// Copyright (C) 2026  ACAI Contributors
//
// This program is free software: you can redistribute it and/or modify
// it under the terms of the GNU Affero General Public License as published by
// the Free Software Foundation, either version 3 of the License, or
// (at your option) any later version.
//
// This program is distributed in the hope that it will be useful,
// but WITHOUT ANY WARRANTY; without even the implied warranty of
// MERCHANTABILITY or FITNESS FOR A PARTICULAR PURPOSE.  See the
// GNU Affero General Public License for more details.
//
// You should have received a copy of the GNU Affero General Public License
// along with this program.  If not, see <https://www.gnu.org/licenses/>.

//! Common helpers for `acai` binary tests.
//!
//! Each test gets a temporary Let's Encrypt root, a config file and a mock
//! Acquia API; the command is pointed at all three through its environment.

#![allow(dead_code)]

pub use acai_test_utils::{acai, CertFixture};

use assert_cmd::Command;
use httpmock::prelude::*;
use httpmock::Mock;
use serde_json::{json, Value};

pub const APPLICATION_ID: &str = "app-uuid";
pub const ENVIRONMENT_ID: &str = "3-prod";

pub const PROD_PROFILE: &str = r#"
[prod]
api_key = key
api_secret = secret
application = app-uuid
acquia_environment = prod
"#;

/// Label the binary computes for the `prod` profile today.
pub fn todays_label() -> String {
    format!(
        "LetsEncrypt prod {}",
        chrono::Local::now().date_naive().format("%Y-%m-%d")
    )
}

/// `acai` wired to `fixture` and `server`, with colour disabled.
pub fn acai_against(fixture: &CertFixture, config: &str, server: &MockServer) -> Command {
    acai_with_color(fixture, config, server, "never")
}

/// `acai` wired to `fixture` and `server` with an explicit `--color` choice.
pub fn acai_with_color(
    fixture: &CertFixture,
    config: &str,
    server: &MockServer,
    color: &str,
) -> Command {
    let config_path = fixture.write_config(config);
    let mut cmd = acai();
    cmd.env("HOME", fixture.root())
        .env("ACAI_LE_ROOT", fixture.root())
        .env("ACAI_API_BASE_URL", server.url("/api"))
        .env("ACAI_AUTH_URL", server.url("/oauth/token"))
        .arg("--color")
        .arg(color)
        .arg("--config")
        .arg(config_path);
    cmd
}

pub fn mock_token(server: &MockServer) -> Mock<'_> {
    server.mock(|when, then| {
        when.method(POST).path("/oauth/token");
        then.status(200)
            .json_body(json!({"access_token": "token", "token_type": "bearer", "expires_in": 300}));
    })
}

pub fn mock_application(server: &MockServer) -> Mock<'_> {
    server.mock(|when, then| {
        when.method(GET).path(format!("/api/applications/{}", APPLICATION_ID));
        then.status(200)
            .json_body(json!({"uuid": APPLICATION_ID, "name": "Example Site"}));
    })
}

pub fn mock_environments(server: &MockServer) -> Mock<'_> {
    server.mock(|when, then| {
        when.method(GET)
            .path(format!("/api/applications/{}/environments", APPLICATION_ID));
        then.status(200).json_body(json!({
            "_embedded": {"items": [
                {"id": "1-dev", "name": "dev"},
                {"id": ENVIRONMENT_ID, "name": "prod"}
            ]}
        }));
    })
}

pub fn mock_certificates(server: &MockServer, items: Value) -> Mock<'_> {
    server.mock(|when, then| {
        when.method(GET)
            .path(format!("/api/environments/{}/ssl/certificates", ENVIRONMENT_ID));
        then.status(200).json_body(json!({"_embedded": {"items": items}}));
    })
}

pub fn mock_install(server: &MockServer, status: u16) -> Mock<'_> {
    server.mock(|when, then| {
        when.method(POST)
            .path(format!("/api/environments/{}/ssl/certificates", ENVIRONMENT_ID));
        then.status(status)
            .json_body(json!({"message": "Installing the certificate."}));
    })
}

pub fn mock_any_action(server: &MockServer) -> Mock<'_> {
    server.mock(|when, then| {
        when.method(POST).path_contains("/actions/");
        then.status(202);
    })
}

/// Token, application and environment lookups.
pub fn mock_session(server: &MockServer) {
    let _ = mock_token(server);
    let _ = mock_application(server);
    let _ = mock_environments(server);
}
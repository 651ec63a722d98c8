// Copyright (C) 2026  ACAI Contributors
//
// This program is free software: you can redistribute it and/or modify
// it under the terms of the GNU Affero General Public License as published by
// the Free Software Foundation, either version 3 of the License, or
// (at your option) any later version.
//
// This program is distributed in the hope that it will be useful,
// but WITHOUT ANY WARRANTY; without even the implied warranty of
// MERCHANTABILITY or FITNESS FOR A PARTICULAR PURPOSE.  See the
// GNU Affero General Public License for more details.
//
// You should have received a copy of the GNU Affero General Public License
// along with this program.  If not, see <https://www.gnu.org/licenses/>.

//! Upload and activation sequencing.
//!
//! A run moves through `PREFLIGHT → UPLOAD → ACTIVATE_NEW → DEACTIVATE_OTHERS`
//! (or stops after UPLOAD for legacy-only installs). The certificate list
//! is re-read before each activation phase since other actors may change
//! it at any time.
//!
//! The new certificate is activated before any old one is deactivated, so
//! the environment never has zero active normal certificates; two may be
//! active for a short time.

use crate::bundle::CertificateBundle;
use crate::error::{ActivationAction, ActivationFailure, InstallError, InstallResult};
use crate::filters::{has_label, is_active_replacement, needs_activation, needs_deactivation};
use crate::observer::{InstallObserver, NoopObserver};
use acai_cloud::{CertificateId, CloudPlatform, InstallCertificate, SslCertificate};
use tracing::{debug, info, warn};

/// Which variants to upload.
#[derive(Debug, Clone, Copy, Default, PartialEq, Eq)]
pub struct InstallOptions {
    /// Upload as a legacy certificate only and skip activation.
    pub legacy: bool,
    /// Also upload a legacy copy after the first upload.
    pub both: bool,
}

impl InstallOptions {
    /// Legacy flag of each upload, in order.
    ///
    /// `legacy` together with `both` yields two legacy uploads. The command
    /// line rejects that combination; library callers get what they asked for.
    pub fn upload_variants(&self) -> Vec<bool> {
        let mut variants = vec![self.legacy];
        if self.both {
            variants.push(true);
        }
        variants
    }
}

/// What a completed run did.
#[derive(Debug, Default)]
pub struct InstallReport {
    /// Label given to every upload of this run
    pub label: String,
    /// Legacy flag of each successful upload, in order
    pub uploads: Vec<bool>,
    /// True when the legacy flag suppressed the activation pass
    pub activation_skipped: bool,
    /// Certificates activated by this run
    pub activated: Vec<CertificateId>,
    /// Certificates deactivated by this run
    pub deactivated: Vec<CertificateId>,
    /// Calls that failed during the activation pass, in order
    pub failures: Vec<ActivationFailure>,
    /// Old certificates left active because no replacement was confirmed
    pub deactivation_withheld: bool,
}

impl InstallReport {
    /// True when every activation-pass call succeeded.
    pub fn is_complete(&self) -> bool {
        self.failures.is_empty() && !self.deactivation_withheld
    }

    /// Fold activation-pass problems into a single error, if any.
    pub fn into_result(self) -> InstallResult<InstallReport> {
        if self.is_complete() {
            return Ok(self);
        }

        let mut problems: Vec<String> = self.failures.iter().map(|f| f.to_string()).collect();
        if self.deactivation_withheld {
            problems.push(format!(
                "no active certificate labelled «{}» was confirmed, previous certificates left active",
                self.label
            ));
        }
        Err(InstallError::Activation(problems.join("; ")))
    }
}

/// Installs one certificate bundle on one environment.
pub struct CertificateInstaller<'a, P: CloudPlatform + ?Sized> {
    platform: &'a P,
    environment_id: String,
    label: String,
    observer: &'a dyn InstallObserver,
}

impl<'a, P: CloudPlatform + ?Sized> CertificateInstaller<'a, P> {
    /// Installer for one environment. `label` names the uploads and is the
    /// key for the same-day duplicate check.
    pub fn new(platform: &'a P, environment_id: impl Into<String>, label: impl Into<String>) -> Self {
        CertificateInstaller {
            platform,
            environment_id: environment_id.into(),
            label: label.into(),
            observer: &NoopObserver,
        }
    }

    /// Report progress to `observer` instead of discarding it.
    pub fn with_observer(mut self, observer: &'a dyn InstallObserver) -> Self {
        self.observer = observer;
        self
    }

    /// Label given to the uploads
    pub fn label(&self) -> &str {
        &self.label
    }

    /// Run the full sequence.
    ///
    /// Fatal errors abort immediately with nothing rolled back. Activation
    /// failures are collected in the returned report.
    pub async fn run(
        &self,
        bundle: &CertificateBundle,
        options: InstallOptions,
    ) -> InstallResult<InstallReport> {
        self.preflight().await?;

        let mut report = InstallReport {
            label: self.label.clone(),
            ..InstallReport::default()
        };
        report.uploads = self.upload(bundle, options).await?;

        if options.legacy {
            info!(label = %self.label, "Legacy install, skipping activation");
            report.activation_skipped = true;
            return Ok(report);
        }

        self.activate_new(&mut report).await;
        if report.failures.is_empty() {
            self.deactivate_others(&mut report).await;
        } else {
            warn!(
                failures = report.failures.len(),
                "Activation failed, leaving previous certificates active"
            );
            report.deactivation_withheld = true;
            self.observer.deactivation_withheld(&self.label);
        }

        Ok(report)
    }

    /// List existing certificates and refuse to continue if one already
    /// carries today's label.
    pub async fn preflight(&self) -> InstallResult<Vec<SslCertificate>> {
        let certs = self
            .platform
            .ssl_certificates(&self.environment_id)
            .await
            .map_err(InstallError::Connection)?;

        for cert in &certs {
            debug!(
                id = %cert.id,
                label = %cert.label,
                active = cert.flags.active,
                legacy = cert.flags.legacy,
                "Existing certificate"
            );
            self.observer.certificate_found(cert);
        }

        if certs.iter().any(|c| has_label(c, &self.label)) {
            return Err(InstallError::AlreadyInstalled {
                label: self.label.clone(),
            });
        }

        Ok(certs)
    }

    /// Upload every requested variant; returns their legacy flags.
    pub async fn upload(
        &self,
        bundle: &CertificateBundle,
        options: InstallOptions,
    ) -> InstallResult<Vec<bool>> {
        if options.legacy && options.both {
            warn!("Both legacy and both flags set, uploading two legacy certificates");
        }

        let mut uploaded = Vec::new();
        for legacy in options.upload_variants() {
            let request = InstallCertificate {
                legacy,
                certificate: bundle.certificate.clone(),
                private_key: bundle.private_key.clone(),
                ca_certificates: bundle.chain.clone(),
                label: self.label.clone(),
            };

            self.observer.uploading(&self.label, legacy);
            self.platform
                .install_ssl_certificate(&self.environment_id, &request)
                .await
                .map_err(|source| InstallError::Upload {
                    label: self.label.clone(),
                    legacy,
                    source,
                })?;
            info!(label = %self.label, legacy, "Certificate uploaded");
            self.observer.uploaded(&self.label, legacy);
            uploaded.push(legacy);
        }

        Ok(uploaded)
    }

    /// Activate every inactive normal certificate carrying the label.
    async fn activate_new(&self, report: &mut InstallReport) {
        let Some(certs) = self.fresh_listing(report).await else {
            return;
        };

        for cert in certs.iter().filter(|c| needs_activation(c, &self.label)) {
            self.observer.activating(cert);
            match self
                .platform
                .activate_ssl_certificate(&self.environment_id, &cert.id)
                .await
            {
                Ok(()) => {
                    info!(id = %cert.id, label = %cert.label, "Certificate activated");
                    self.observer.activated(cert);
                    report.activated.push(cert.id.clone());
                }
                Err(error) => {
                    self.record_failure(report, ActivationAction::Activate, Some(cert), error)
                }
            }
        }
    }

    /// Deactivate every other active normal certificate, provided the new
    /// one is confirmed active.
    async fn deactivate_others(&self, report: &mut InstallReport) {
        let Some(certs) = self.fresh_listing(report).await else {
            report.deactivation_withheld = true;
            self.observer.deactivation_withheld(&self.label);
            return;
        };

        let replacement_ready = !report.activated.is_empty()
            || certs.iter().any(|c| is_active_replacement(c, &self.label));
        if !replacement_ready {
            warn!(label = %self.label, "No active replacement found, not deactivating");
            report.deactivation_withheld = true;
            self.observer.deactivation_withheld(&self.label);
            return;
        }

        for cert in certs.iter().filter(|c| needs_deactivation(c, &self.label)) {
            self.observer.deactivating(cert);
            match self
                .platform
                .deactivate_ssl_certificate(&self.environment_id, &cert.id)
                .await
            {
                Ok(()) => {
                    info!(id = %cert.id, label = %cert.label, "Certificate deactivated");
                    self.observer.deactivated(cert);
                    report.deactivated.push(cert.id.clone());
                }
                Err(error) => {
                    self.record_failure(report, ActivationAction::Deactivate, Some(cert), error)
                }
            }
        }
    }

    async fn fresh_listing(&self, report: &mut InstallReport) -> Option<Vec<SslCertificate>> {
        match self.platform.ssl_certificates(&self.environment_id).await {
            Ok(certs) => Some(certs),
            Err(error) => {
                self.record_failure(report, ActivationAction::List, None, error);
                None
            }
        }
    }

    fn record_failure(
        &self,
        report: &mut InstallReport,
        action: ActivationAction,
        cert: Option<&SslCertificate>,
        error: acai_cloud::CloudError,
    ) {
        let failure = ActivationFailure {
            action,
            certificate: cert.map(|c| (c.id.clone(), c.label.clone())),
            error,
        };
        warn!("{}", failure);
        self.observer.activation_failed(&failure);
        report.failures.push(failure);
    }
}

#####

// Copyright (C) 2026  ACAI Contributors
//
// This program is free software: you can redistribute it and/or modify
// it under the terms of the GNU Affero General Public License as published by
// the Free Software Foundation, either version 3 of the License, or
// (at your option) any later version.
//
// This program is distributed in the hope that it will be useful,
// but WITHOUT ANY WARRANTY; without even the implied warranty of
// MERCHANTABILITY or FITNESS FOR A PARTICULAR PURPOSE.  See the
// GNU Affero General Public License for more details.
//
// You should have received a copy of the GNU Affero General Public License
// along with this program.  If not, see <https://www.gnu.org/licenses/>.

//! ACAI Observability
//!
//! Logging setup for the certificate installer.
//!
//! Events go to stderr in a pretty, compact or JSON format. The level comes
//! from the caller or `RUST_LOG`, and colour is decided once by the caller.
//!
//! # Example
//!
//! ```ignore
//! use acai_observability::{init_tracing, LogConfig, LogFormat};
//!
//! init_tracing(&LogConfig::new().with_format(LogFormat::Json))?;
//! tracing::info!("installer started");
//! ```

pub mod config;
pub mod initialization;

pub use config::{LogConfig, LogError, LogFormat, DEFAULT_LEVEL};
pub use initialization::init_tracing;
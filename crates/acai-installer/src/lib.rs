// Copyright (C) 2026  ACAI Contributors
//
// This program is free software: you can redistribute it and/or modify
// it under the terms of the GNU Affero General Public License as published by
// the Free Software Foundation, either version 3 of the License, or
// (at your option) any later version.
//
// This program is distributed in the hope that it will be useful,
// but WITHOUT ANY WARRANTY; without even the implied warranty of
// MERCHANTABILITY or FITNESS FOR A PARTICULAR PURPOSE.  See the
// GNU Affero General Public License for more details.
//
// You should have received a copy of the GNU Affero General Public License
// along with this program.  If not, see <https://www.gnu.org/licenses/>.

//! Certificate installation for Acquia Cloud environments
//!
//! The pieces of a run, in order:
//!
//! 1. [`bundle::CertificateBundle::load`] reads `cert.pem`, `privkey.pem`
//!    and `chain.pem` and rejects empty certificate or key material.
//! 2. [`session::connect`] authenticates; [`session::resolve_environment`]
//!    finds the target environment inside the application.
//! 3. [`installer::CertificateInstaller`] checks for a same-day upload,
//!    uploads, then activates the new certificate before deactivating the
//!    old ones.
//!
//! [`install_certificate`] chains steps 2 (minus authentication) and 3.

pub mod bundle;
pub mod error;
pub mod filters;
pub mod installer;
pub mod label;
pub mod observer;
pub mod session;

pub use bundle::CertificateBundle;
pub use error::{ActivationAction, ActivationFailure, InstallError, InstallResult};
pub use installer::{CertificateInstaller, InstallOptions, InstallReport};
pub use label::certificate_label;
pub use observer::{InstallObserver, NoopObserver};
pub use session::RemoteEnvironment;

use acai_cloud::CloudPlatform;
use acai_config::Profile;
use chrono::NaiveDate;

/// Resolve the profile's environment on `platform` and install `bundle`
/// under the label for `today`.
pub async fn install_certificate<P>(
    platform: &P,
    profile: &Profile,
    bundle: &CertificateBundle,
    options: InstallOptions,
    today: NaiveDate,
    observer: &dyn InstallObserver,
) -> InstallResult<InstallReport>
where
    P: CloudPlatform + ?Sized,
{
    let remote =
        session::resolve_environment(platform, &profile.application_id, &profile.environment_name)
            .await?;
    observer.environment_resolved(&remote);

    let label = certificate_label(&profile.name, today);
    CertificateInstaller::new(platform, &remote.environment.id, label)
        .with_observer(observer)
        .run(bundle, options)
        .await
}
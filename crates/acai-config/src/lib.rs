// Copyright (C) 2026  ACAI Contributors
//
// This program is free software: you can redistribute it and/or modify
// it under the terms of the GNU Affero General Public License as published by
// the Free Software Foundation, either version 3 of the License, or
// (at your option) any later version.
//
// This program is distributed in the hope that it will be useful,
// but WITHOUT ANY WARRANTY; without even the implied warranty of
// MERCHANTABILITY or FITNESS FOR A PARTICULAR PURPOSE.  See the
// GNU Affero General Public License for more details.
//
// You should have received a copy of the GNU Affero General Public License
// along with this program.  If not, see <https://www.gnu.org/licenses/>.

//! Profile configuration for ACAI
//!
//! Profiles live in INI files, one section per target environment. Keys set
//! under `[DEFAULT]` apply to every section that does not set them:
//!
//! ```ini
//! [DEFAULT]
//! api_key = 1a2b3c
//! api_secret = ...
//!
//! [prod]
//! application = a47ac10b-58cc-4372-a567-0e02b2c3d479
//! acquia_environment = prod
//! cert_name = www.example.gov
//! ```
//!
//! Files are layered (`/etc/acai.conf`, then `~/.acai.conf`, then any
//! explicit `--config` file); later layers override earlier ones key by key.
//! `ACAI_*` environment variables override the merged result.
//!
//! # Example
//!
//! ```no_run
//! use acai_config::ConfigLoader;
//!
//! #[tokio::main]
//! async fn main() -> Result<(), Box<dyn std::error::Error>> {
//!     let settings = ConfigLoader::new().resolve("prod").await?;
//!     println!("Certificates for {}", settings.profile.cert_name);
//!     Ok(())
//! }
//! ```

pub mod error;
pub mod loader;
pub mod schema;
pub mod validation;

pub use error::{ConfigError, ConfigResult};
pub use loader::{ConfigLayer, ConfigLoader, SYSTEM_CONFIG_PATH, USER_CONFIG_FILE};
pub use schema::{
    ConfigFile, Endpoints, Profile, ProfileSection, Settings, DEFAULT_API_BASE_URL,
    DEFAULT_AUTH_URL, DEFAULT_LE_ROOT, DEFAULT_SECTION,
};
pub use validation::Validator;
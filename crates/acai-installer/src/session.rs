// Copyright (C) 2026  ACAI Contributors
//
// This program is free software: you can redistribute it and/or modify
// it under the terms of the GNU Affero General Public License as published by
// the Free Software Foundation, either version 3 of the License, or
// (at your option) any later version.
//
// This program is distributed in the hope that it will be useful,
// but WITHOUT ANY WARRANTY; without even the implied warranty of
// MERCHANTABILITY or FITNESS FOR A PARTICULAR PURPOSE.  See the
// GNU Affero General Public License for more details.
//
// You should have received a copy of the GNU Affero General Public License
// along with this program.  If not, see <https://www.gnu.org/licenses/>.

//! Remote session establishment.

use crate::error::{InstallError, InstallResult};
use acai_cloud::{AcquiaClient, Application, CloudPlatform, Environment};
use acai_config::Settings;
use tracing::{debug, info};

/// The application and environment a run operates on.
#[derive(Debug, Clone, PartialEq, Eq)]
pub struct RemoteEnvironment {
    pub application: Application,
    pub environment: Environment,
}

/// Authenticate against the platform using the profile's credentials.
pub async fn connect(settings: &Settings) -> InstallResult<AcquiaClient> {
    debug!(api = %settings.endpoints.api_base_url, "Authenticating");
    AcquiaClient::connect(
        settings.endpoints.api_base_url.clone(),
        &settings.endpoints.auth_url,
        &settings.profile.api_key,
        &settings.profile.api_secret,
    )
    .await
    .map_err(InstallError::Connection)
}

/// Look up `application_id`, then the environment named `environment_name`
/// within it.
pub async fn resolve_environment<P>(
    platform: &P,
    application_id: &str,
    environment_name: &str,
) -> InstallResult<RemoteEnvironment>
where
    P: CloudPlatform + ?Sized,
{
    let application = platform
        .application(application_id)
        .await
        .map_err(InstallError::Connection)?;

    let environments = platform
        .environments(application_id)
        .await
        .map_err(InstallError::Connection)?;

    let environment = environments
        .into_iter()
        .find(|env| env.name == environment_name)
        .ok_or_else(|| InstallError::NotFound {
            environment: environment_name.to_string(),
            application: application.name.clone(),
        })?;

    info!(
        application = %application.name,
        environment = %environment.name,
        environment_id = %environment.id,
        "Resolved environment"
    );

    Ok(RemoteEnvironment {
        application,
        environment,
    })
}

#####

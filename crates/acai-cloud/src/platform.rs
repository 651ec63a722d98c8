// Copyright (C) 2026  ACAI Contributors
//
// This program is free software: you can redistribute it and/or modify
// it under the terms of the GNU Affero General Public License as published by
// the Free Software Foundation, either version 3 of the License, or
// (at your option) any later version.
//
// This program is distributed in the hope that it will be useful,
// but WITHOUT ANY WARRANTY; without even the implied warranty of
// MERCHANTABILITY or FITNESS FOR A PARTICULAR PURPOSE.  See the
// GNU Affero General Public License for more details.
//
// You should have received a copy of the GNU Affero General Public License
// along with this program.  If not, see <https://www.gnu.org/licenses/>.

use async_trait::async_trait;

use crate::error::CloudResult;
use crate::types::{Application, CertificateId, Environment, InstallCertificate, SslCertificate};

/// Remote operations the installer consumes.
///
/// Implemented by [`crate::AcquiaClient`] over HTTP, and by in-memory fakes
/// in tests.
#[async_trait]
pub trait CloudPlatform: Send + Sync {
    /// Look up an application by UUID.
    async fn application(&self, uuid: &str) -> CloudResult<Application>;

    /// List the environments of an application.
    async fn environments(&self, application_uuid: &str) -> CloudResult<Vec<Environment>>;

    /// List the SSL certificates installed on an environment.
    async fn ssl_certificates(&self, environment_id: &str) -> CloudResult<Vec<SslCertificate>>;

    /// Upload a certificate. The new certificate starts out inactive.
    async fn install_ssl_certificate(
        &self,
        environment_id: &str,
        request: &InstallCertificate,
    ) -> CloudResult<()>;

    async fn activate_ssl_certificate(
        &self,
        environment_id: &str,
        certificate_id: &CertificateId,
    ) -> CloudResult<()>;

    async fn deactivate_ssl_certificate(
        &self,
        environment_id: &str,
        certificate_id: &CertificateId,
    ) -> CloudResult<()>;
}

#####

§ ASSIGNMENT
State how many lines in the records above contain the word "target". Write the number alone.

§ RESULT
2